Herr Professor Gaede und Herr Rechtsanwalt Meyer-Lohkamp laden hiermit herzlich zu der 7. Herbsttagung der Wirtschaftsstrafrechtlichen Vereinigung e.V. ein, die – wie in den Jahren zuvor – gemeinsam mit der Bucerius Law School ausgerichtet wird (den Einladungsflyer können Sie hierherunterladen).

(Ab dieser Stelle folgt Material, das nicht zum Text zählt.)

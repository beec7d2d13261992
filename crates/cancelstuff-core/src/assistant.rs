use serde::{Deserialize, Serialize};
use std::time::Duration;
use thiserror::Error;

/// Text returned by a successful assistant call.
#[derive(Debug, Clone, Default, PartialEq, Serialize, Deserialize)]
pub struct AssistantReply {
    /// The assistant's answer.
    pub text: String,
    /// Reported cost of the call in USD, when the assistant provides one.
    #[serde(default, skip_serializing_if = "Option::is_none")]
    pub cost_usd: Option<f64>,
    /// The assistant's own conversation id, when it provides one.
    #[serde(default, skip_serializing_if = "Option::is_none")]
    pub external_session_id: Option<String>,
}

impl AssistantReply {
    /// A reply carrying only text.
    pub fn text(text: impl Into<String>) -> Self {
        Self {
            text: text.into(),
            ..Self::default()
        }
    }
}

/// Ways an external assistant call can fail.
///
/// None of these mutate session state; turning them into user-facing
/// messages is left to the HTTP boundary.
#[derive(Error, Debug, Clone, PartialEq)]
pub enum AssistantError {
    /// The assistant binary is installed but the user is not logged in.
    #[error("assistant requires authentication")]
    AuthRequired,

    /// The assistant refused the call because of rate limiting.
    #[error("assistant is rate limited")]
    RateLimited,

    /// The assistant binary could not be found.
    #[error("assistant binary not found: {0}")]
    NotFound(String),

    /// The call exceeded its time bound and the process was killed.
    #[error("assistant timed out after {}s", .0.as_secs())]
    Timeout(Duration),

    /// The process exited unsuccessfully for an unrecognised reason.
    #[error("assistant exited with code {code}: {stderr}")]
    NonZeroExit {
        /// Exit code, `-1` when terminated by a signal.
        code: i32,
        /// Captured standard error.
        stderr: String,
    },

    /// The process could not be started for a reason other than a missing binary.
    #[error("failed to start assistant: {0}")]
    Spawn(String),
}

impl AssistantError {
    /// Stable machine-readable name of the failure kind.
    pub fn kind(&self) -> &'static str {
        match self {
            AssistantError::AuthRequired => "auth_required",
            AssistantError::RateLimited => "rate_limited",
            AssistantError::NotFound(_) => "not_found",
            AssistantError::Timeout(_) => "timeout",
            AssistantError::NonZeroExit { .. } => "non_zero_exit",
            AssistantError::Spawn(_) => "spawn",
        }
    }

    /// Whether retrying without user action can help.
    pub fn is_retryable(&self) -> bool {
        matches!(
            self,
            AssistantError::RateLimited
                | AssistantError::Timeout(_)
                | AssistantError::NonZeroExit { .. }
        )
    }
}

Mit dem Leitthema „Rückenwind für den Opferschutz – Fluch oder Segen?“ möchten wir das Augenmerk in diesem Jahr auf Drittbeteiligte und mutmaßliche Geschädigte richten. Frau Oberstaatsanwältin Gädigk wird mit dem Thema „Chancen und Risiken des Akteneinsichtsrechts“ beginnen. Im Anschluss daran wird Herr Rechtsanwalt Dr. Schneider zu Potentialen und Widerständen im Adhäsionsverfahren vortragen. Nach einer Kaffeepause wird Herr Rechtsanwalt Dr. Daimagüler über aktuelle Entwicklungen im Zusammenhang mit der Nebenklage berichten. Schließlich wird Frau Rechtsanwältin Dr. Greeve die neuen Regeln der strafrechtlichen Vermögensabschöpfung vorstellen.

Wir würden uns darüber freuen, wenn Sie – wie in den Jahren zuvor – noch etwas Zeit mitbrächten, um im Anschluss an die Veranstaltung bei einer Glas Wein und einer Brezel weiter zu diskutieren.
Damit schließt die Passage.